-- WORK TO COMPLETE --
Select from the records below every line that has the word "Result" in it.

-- RAW DATA --
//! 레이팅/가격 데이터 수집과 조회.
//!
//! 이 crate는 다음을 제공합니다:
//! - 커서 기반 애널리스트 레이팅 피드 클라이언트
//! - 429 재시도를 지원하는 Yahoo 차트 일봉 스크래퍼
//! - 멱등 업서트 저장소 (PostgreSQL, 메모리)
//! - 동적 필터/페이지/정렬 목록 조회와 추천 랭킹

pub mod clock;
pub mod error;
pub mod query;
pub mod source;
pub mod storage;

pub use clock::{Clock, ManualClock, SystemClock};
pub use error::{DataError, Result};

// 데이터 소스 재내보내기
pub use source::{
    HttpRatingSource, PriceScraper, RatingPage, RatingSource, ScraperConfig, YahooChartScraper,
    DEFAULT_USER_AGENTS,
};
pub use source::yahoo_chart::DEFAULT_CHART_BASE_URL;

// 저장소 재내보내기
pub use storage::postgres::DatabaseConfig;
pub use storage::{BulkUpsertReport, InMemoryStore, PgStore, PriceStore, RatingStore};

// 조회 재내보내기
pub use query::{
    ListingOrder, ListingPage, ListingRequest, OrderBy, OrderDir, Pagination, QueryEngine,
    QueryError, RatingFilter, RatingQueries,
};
--
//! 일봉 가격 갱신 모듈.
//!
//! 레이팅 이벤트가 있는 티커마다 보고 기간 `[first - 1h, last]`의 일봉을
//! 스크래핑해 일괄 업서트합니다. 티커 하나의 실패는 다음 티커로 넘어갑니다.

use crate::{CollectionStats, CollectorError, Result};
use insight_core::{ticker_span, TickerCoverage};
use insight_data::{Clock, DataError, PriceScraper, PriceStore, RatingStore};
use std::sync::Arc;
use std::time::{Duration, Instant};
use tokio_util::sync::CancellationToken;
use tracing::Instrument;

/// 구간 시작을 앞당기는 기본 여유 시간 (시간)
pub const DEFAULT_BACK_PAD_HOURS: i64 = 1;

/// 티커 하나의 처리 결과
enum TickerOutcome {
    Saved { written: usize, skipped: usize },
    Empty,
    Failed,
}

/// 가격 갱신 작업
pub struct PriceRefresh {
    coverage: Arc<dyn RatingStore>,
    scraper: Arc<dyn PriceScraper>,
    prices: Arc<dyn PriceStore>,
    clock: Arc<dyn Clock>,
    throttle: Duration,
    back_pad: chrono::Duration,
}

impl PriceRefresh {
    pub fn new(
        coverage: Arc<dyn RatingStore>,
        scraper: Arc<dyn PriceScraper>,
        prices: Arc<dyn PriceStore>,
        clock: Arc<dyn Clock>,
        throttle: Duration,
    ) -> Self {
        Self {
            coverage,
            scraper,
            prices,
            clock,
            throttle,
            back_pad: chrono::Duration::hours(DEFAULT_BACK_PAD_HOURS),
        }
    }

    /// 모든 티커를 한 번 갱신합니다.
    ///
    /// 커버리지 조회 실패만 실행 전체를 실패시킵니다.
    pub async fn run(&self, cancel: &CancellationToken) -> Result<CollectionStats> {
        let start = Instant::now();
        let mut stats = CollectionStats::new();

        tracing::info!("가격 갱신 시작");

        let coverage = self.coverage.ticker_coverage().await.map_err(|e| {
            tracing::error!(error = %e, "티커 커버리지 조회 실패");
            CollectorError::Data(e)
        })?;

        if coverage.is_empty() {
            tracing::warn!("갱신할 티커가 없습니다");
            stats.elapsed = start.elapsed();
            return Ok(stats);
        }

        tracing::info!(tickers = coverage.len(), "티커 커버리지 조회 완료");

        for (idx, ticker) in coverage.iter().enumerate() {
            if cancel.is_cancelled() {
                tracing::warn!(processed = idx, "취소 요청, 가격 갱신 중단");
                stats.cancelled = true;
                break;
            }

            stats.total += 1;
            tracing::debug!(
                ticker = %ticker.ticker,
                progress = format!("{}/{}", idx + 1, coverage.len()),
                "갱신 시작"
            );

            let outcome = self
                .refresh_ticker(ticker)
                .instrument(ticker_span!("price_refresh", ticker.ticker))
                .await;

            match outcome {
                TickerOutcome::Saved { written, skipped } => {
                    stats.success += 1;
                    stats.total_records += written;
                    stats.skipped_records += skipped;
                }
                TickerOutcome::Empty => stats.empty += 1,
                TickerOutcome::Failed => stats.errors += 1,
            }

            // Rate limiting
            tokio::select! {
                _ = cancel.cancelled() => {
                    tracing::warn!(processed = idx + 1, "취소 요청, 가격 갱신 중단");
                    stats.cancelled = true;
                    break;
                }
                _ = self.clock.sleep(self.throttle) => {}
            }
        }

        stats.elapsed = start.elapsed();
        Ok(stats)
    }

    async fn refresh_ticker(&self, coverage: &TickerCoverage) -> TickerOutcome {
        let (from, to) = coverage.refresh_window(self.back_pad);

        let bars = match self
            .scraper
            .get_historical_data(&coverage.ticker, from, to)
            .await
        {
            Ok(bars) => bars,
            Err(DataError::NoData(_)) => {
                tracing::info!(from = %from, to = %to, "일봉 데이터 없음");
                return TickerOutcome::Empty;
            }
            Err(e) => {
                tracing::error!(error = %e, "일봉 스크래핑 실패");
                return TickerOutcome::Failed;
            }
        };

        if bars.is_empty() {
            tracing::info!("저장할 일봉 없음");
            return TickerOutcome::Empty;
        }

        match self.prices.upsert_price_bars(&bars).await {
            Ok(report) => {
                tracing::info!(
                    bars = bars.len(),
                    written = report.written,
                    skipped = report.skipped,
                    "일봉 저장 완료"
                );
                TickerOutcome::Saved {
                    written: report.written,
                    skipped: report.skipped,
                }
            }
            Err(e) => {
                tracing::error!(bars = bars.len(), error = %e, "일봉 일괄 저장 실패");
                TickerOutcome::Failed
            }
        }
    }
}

-- EXPECTED ANSWER --
pub use error::{DataError, Result};
use crate::{CollectionStats, CollectorError, Result};
    pub async fn run(&self, cancel: &CancellationToken) -> Result<CollectionStats> {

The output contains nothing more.